◆ What you will do ◆
In the entries below, count the lines that include the word "initial" and reply with the number alone.

◆ Stored data ◆
= Beginning of Section =
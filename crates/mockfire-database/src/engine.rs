use std::sync::{Arc, PoisonError, RwLock};

use mockfire_auth::{Auth, Unsubscribe};
use mockfire_rules::{
    Evaluation, RuleEngine, RulesConfig, RulesEvaluator, Ruleset, Snapshot,
};
use mockfire_store::DataTree;
use mockfire_types::{DbPath, Priority, PushIdGenerator, User};
use serde::{Deserialize, Serialize};
use serde_json::{Map, Value};

use crate::error::{DatabaseError, DatabaseResult};

/// What the engine does with the staged snapshot of a denied write.
#[derive(Clone, Copy, Debug, Default, PartialEq, Eq, Serialize, Deserialize)]
#[serde(rename_all = "snake_case")]
pub enum StagePolicy {
    /// Discard it: a denied write has no observable effect.
    #[default]
    CommitOnSuccess,
    /// Adopt it anyway. The write is still reported as denied.
    AdoptStaged,
}

/// Holder of the live snapshot. Only [`DataEngine::adopt`] replaces it.
struct SnapshotCell {
    live: RwLock<Snapshot>,
}

impl SnapshotCell {
    fn new(snapshot: Snapshot) -> Self {
        Self {
            live: RwLock::new(snapshot),
        }
    }

    fn get(&self) -> Snapshot {
        self.live
            .read()
            .unwrap_or_else(PoisonError::into_inner)
            .clone()
    }

    fn replace(&self, next: Snapshot) {
        *self.live.write().unwrap_or_else(PoisonError::into_inner) = next;
    }
}

/// Owner of one live [`Snapshot`], executing rule-checked operations on it.
///
/// Every operation is evaluated by the rule engine against the live
/// snapshot. Allowed operations replace it with the engine's successor;
/// denied ones leave it alone unless the [`StagePolicy`] says otherwise.
///
/// Replacement is a plain swap, not compare-and-swap: callers are expected
/// to sequence their own writes against one engine.
pub struct DataEngine {
    rules: Arc<dyn RuleEngine>,
    cell: SnapshotCell,
    policy: StagePolicy,
    push_ids: PushIdGenerator,
}

impl DataEngine {
    /// An engine seeded with `ruleset` and `seed` data.
    pub fn new(
        rules: Arc<dyn RuleEngine>,
        ruleset: Ruleset,
        seed: Value,
        policy: StagePolicy,
    ) -> DatabaseResult<Arc<Self>> {
        let initial = rules.initial_snapshot(ruleset, seed)?;
        Ok(Self::from_snapshot(rules, initial, policy))
    }

    /// An engine with the built-in evaluator, open rules and no data.
    pub fn open() -> Arc<Self> {
        let snapshot = Snapshot::new(DataTree::empty(), Ruleset::open(), None);
        Self::from_snapshot(
            Arc::new(RulesEvaluator::with_default_stages(RulesConfig::default())),
            snapshot,
            StagePolicy::default(),
        )
    }

    fn from_snapshot(rules: Arc<dyn RuleEngine>, initial: Snapshot, policy: StagePolicy) -> Arc<Self> {
        Arc::new(Self {
            rules,
            cell: SnapshotCell::new(initial),
            policy,
            push_ids: PushIdGenerator::new(),
        })
    }

    pub fn policy(&self) -> StagePolicy {
        self.policy
    }

    /// The live snapshot.
    pub fn snapshot(&self) -> Snapshot {
        self.cell.get()
    }

    fn adopt(&self, next: Snapshot) {
        tracing::debug!(version = next.version(), "adopting snapshot");
        self.cell.replace(next);
    }

    /// Follow `auth`: every identity change rebinds the live snapshot before
    /// the change notification returns.
    ///
    /// Binds to the current user immediately. The subscription holds only a
    /// weak reference to the engine.
    pub fn bind_auth(self: &Arc<Self>, auth: &Auth) -> Unsubscribe {
        self.rebind(auth.current_user().as_ref());
        let engine = Arc::downgrade(self);
        auth.on_auth_state_changed(move |user: Option<&User>| {
            if let Some(engine) = engine.upgrade() {
                engine.rebind(user);
            }
        })
    }

    /// Evaluate subsequent operations as `user`.
    pub fn rebind(&self, user: Option<&User>) {
        let next = self.rules.rebind_auth(&self.cell.get(), user);
        tracing::debug!(uid = user.map(User::uid), "rebinding auth");
        self.adopt(next);
    }

    fn checked_read(&self, path: &DbPath) -> DatabaseResult<Evaluation> {
        let evaluation = self.rules.evaluate_read(&self.cell.get(), path)?;
        if !evaluation.is_allowed() {
            tracing::warn!(path = %path, reason = ?evaluation.denial_reason(), "read denied");
            return Err(DatabaseError::denied(&evaluation));
        }
        self.adopt(evaluation.next.clone());
        Ok(evaluation)
    }

    /// The value at `path`, or `None` if nothing is stored there.
    pub fn read(&self, path: &DbPath) -> DatabaseResult<Option<Value>> {
        Ok(self.checked_read(path)?.value)
    }

    /// The subtree at `path`, priorities included.
    pub fn read_tree(&self, path: &DbPath) -> DatabaseResult<DataTree> {
        Ok(self.checked_read(path)?.next.tree().subtree(path))
    }

    fn commit(&self, evaluation: Evaluation) -> DatabaseResult<()> {
        if evaluation.is_allowed() {
            self.adopt(evaluation.next);
            return Ok(());
        }
        tracing::warn!(
            operation = %evaluation.operation,
            path = %evaluation.path,
            permitted = evaluation.permitted,
            validated = evaluation.validated,
            reason = ?evaluation.denial_reason(),
            "operation denied"
        );
        let err = DatabaseError::denied(&evaluation);
        if self.policy == StagePolicy::AdoptStaged {
            self.adopt(evaluation.next);
        }
        Err(err)
    }

    /// Store `value` at `path`, replacing what was there.
    pub fn write(
        &self,
        path: &DbPath,
        value: Value,
        priority: Option<Priority>,
    ) -> DatabaseResult<()> {
        let evaluation = self
            .rules
            .evaluate_write(&self.cell.get(), path, value, priority)?;
        self.commit(evaluation)
    }

    /// Apply every entry of `patch` below `path` as one operation.
    pub fn update(&self, path: &DbPath, patch: &Map<String, Value>) -> DatabaseResult<()> {
        let evaluation = self.rules.evaluate_update(&self.cell.get(), path, patch)?;
        self.commit(evaluation)
    }

    pub fn set(&self, path: &DbPath, value: Value) -> DatabaseResult<()> {
        self.write(path, value, None)
    }

    pub fn set_with_priority(
        &self,
        path: &DbPath,
        value: Value,
        priority: Option<Priority>,
    ) -> DatabaseResult<()> {
        self.write(path, value, priority)
    }

    pub fn remove(&self, path: &DbPath) -> DatabaseResult<()> {
        self.write(path, Value::Null, None)
    }

    /// A fresh chronologically ordered child key.
    pub fn next_push_id(&self) -> String {
        self.push_ids.next_id()
    }
}

impl std::fmt::Debug for DataEngine {
    fn fmt(&self, f: &mut std::fmt::Formatter<'_>) -> std::fmt::Result {
        f.debug_struct("DataEngine")
            .field("version", &self.cell.get().version())
            .field("policy", &self.policy)
            .finish_non_exhaustive()
    }
}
= End of Section =
◆ Response ◆
4